There are, indeed, people who need more time than others and cannot handle many things in one time (like preparation and assessment for 3 Delta modules). However, the intensive course does not necessarily mean that candidates have to submit assessment for all three modules at the end of the 8-week period. The only thing that is certain is that by the end of the 8 weeks, candidates will have finished with all the attendance requirements, as well as with Module 2; whether they choose to participate in Module 1 examination and/or submit their Module 3 assignment at the end of the course is the candidates’ choice.

For example, summer candidates have until the beginning of December to revise for their Module 1 exam and to write and submit their Module 3 assignment. Or, they can wait till the next exam session in June.

  1. I acquired some invaluable organisational skills

Having to squeeze all Delta-related tasks in a 8 weeks makes candidates hone up a number of professional skills. One, inevitably, learns how to organize their time, how to be a better team player (because collaboration with one’s fellow course mates is key!), to combine  and synthesise information from different input sessions, to observe, support and help other colleagues and much more! These are skills that I did not expect I would get or improve but which I found of great value when given new responsibilities, for example in my new job supporting teachers.

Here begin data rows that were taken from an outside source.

//! In-memory blob store for tests and embedders that manage persistence themselves.

use std::collections::HashMap;
use std::sync::{Mutex, MutexGuard, PoisonError};
use std::time::SystemTime;

use pairseal_core::{SealError, SealResult};

use crate::BlobStore;

#[derive(Debug, Default)]
pub struct MemoryBlobStore {
    blobs: Mutex<HashMap<String, (Vec<u8>, SystemTime)>>,
}

impl MemoryBlobStore {
    pub fn new() -> Self {
        Self::default()
    }

    /// Insert or replace a blob with an explicit modification time.
    pub fn insert_with_mtime(&self, name: &str, data: Vec<u8>, modified: SystemTime) {
        self.lock().insert(name.to_string(), (data, modified));
    }

    pub fn len(&self) -> usize {
        self.lock().len()
    }

    pub fn is_empty(&self) -> bool {
        self.lock().is_empty()
    }

    fn lock(&self) -> MutexGuard<'_, HashMap<String, (Vec<u8>, SystemTime)>> {
        self.blobs.lock().unwrap_or_else(PoisonError::into_inner)
    }
}

impl BlobStore for MemoryBlobStore {
    fn exists(&self, name: &str) -> SealResult<bool> {
        Ok(self.lock().contains_key(name))
    }

    fn read_all(&self, name: &str) -> SealResult<Vec<u8>> {
        self.lock()
            .get(name)
            .map(|(data, _)| data.clone())
            .ok_or_else(|| SealError::KeyRead {
                name: name.to_string(),
                reason: "not found".into(),
            })
    }

    fn create_exclusive(&self, name: &str, data: &[u8]) -> SealResult<()> {
        let mut blobs = self.lock();
        if blobs.contains_key(name) {
            return Err(SealError::AlreadyExists {
                name: name.to_string(),
            });
        }
        blobs.insert(name.to_string(), (data.to_vec(), SystemTime::now()));
        Ok(())
    }

    fn delete(&self, name: &str) -> SealResult<()> {
        self.lock().remove(name);
        Ok(())
    }

    fn modified(&self, name: &str) -> SealResult<Option<SystemTime>> {
        Ok(self.lock().get(name).map(|(_, modified)| *modified))
    }
}
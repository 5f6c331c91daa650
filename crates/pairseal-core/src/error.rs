use thiserror::Error;

use crate::KEY_SIZE;

pub type SealResult<T> = Result<T, SealError>;

#[derive(Debug, Error)]
pub enum SealError {
    // configuration
    #[error("the provisioned key size is less than {expected} bytes (got {actual})")]
    KeySize { expected: usize, actual: usize },

    #[error("the provisioned public key is not valid: {0}")]
    KeyNotValid(&'static str),

    #[error("config error: {0}")]
    Config(String),

    // generation
    #[error("could not generate random salt: {0}")]
    SaltGeneration(String),

    #[error("could not generate random key: {0}")]
    KeyGeneration(String),

    // storage
    #[error("key blob already exists: {name}")]
    AlreadyExists { name: String },

    #[error("could not read key blob {name}: {reason}")]
    KeyRead { name: String, reason: String },

    #[error("inconsistent keypair: {present} exists but {missing} does not")]
    InconsistentKeyPair { present: String, missing: String },

    #[error(
        "keypair partially persisted and cleanup failed; delete {public} and {private} manually: {cause}"
    )]
    PartiallyPersisted {
        public: String,
        private: String,
        #[source]
        cause: Box<SealError>,
    },

    #[error("storage error: {0:#}")]
    Storage(#[source] anyhow::Error),

    #[error("I/O error: {0}")]
    Io(#[from] std::io::Error),

    // derivation
    #[error("could not derive a nonce: {0}")]
    NonceDerivation(String),

    #[error("nonce counter exhausted")]
    NonceExhausted,

    // cryptographic
    #[error("could not verify the message, it has been tampered with or the key is wrong")]
    MessageDecryption,

    #[error("encryption failed: {0}")]
    Encryption(String),

    // parsing
    #[error("could not parse the message from bytes: {0}")]
    MessageParsing(String),

    #[error("the message exceeds the maximum encodable size")]
    LengthOverflow,

    #[error("declared message length {declared} does not match actual length {actual}")]
    LengthMismatch { declared: u64, actual: u64 },

    #[error("unsupported message version: {0}")]
    UnsupportedVersion(i32),

    // input
    #[error("can not encrypt an empty message")]
    EmptyMessage,
}

impl SealError {
    /// Whether a caller may reasonably retry the failed operation.
    ///
    /// Only storage and I/O failures qualify. Authentication failures and
    /// every validation error are terminal: the same inputs cannot succeed.
    pub fn is_retryable(&self) -> bool {
        matches!(self, SealError::Storage(_) | SealError::Io(_))
    }
}

/// Build a [`SealError::KeySize`] for a buffer that is too short to hold a key.
pub fn key_size_error(actual: usize) -> SealError {
    SealError::KeySize {
        expected: KEY_SIZE,
        actual,
    }
}
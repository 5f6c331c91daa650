//! Directory-backed blob store
//!
//! Each blob is one file directly under the root directory. Files are created
//! with `O_CREAT | O_EXCL` so that concurrent creators race safely: exactly one
//! wins, the other gets `AlreadyExists`.

use anyhow::Context;
use std::fs::{self, OpenOptions};
use std::io::{ErrorKind, Write};
use std::path::{Path, PathBuf};
use std::time::SystemTime;

use pairseal_core::{KeysConfig, SealError, SealResult};

use crate::BlobStore;

#[derive(Debug, Clone)]
pub struct FsBlobStore {
    root: PathBuf,
    file_mode: u32,
}

impl FsBlobStore {
    /// Open (creating if needed) a store rooted at `root`.
    pub fn open(root: impl Into<PathBuf>, file_mode: u32) -> SealResult<Self> {
        let root = root.into();
        fs::create_dir_all(&root)
            .with_context(|| format!("creating key directory: {}", root.display()))
            .map_err(SealError::Storage)?;
        tracing::debug!(root = %root.display(), "opened key blob store");
        Ok(Self { root, file_mode })
    }

    pub fn from_config(config: &KeysConfig) -> SealResult<Self> {
        Self::open(config.resolved_dir()?, config.file_mode)
    }

    pub fn root(&self) -> &Path {
        &self.root
    }

    fn path_for(&self, name: &str) -> SealResult<PathBuf> {
        let valid = !name.is_empty()
            && name != "."
            && name != ".."
            && !name.contains(['/', '\\', '\0']);
        if !valid {
            return Err(SealError::Config(format!("invalid blob name: {name:?}")));
        }
        Ok(self.root.join(name))
    }

    #[cfg(unix)]
    fn create_options(&self) -> OpenOptions {
        use std::os::unix::fs::OpenOptionsExt;
        let mut opts = OpenOptions::new();
        opts.write(true).create_new(true).mode(self.file_mode);
        opts
    }

    #[cfg(not(unix))]
    fn create_options(&self) -> OpenOptions {
        let mut opts = OpenOptions::new();
        opts.write(true).create_new(true);
        opts
    }
}

impl BlobStore for FsBlobStore {
    fn exists(&self, name: &str) -> SealResult<bool> {
        let path = self.path_for(name)?;
        path.try_exists()
            .with_context(|| format!("checking key blob: {}", path.display()))
            .map_err(SealError::Storage)
    }

    fn read_all(&self, name: &str) -> SealResult<Vec<u8>> {
        let path = self.path_for(name)?;
        match fs::read(&path) {
            Ok(data) => Ok(data),
            Err(e) if e.kind() == ErrorKind::NotFound => Err(SealError::KeyRead {
                name: name.to_string(),
                reason: "not found".into(),
            }),
            Err(e) => Err(SealError::Storage(
                anyhow::Error::new(e).context(format!("reading key blob: {}", path.display())),
            )),
        }
    }

    fn create_exclusive(&self, name: &str, data: &[u8]) -> SealResult<()> {
        let path = self.path_for(name)?;
        let mut file = match self.create_options().open(&path) {
            Ok(file) => file,
            Err(e) if e.kind() == ErrorKind::AlreadyExists => {
                return Err(SealError::AlreadyExists {
                    name: name.to_string(),
                })
            }
            Err(e) => {
                return Err(SealError::Storage(
                    anyhow::Error::new(e).context(format!("creating key blob: {}", path.display())),
                ))
            }
        };

        if let Err(e) = file.write_all(data).and_then(|()| file.sync_all()) {
            // a truncated key blob must not survive
            drop(file);
            if let Err(rm) = fs::remove_file(&path) {
                tracing::warn!(path = %path.display(), "failed to remove truncated key blob: {rm}");
            }
            return Err(SealError::Storage(
                anyhow::Error::new(e).context(format!("writing key blob: {}", path.display())),
            ));
        }

        tracing::debug!(path = %path.display(), bytes = data.len(), "created key blob");
        Ok(())
    }

    fn delete(&self, name: &str) -> SealResult<()> {
        let path = self.path_for(name)?;
        match fs::remove_file(&path) {
            Ok(()) => Ok(()),
            Err(e) if e.kind() == ErrorKind::NotFound => Ok(()),
            Err(e) => Err(SealError::Storage(
                anyhow::Error::new(e).context(format!("deleting key blob: {}", path.display())),
            )),
        }
    }

    fn modified(&self, name: &str) -> SealResult<Option<SystemTime>> {
        let path = self.path_for(name)?;
        match fs::metadata(&path) {
            Ok(meta) => meta
                .modified()
                .map(Some)
                .with_context(|| format!("reading mtime: {}", path.display()))
                .map_err(SealError::Storage),
            Err(e) if e.kind() == ErrorKind::NotFound => Ok(None),
            Err(e) => Err(SealError::Storage(
                anyhow::Error::new(e).context(format!("stat key blob: {}", path.display())),
            )),
        }
    }
}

  1. I learnt how to work under pressure

Being productive under pressure is not everyone’s cup of tea, but teachers do need this skill and experienced teachers who may soon need to acquire more responsibilities either as trainers or academic managers or materials writers, do need to be able to do that!

Following the course I followed an MA course in ELT (for which I got to do 3 modules less than the others because I had the Delta), I got a job supervising teachers for summer school in the UK, worked as an EAP tutor at a University in the UK and, I also got a job with a great local language centre in Greece to help with teacher development and materials writing and, believe me, all these new-found skills have truly made a great difference to my working life.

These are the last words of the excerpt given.